Directions for this task
Every line of the entries with the word "filter" in it should be shown.

Dataset items:

::::::

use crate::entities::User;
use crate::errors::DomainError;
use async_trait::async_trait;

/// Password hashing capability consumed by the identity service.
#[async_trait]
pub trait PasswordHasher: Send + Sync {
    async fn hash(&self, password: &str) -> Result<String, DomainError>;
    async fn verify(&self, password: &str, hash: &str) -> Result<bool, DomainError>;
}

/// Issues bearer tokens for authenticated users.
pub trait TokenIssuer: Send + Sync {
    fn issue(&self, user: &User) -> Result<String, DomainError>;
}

::::::

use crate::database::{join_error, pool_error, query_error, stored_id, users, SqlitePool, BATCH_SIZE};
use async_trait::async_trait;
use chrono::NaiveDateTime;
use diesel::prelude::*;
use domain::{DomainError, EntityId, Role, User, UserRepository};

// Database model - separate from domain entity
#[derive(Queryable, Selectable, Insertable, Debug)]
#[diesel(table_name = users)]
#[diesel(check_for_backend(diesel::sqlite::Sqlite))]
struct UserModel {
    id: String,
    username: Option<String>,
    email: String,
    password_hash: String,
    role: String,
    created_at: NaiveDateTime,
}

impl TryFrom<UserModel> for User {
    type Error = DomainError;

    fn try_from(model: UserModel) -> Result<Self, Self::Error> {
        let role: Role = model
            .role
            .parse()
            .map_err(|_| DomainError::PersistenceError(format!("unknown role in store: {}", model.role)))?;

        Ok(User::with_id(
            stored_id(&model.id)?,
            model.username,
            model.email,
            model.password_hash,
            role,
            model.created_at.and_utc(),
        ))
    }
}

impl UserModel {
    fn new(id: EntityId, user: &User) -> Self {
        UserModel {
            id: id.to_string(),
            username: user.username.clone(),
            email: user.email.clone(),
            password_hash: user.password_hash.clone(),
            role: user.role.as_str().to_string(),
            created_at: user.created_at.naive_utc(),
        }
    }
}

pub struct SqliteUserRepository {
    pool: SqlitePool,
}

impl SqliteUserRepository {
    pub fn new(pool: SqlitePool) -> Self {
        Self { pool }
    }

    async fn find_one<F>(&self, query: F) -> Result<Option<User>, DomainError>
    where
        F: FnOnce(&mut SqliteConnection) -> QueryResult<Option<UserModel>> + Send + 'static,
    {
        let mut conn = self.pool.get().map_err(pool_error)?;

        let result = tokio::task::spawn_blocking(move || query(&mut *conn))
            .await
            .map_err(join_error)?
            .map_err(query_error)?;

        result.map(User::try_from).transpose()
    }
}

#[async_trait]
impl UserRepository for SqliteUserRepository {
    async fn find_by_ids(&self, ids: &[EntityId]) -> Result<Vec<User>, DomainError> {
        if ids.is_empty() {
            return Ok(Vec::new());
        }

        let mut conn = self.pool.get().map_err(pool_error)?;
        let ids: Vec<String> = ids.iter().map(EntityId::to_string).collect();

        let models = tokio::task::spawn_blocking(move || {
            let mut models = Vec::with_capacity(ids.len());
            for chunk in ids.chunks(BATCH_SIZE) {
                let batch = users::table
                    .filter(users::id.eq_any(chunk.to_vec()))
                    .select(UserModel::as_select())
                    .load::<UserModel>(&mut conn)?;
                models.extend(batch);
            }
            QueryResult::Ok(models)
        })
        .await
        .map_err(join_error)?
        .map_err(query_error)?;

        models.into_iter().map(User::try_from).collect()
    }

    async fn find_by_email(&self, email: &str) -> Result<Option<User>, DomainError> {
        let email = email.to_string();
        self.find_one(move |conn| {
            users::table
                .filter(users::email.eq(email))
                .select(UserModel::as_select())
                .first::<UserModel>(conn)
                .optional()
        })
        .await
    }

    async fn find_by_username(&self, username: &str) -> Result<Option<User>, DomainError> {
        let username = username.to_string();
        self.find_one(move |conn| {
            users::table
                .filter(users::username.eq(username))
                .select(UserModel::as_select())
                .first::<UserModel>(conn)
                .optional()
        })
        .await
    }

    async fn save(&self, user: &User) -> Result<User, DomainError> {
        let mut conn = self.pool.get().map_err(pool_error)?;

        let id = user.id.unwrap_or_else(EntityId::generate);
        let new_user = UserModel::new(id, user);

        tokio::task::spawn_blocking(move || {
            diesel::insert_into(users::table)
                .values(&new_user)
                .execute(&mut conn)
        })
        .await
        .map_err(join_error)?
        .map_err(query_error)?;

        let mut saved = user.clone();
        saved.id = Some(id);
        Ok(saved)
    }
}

::::::

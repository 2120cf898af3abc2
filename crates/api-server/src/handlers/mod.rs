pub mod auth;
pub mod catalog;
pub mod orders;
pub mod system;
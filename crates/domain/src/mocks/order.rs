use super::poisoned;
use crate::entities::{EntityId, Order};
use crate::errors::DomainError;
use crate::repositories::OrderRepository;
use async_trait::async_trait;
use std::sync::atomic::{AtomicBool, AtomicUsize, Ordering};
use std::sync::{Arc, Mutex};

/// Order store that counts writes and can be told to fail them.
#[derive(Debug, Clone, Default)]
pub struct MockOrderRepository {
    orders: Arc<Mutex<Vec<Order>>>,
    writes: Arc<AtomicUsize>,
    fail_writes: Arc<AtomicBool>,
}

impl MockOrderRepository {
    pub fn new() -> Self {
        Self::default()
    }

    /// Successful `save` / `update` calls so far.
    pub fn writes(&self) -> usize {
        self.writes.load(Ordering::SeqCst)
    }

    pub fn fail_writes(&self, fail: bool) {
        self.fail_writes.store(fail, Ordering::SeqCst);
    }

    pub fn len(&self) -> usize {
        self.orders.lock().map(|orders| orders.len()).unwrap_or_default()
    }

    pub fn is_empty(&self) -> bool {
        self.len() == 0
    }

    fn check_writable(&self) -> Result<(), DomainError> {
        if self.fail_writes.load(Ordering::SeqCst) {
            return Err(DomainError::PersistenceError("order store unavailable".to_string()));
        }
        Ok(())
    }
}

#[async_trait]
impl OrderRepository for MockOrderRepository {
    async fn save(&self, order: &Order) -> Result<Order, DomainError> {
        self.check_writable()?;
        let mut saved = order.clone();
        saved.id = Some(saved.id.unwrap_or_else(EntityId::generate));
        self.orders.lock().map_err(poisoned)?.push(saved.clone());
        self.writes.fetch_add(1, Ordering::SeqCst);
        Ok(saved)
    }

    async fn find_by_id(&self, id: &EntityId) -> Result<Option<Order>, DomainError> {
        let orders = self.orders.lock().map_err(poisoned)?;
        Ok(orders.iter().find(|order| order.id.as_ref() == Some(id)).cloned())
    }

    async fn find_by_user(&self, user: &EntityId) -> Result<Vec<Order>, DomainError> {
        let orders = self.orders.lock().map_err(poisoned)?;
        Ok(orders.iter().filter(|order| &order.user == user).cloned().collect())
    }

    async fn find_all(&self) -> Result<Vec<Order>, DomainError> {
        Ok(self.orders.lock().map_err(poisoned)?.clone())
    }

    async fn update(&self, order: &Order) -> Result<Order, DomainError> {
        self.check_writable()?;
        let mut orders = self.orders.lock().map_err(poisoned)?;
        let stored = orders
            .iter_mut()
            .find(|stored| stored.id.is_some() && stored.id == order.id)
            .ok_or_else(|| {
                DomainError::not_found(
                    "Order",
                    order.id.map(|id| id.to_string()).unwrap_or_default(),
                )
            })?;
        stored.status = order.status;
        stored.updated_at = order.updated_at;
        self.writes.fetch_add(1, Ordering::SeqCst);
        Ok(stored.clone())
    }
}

::::::

Solved problem
                    .filter(users::id.eq_any(chunk.to_vec()))
                .filter(users::email.eq(email))
                .filter(users::username.eq(username))
        Ok(orders.iter().filter(|order| &order.user == user).cloned().collect())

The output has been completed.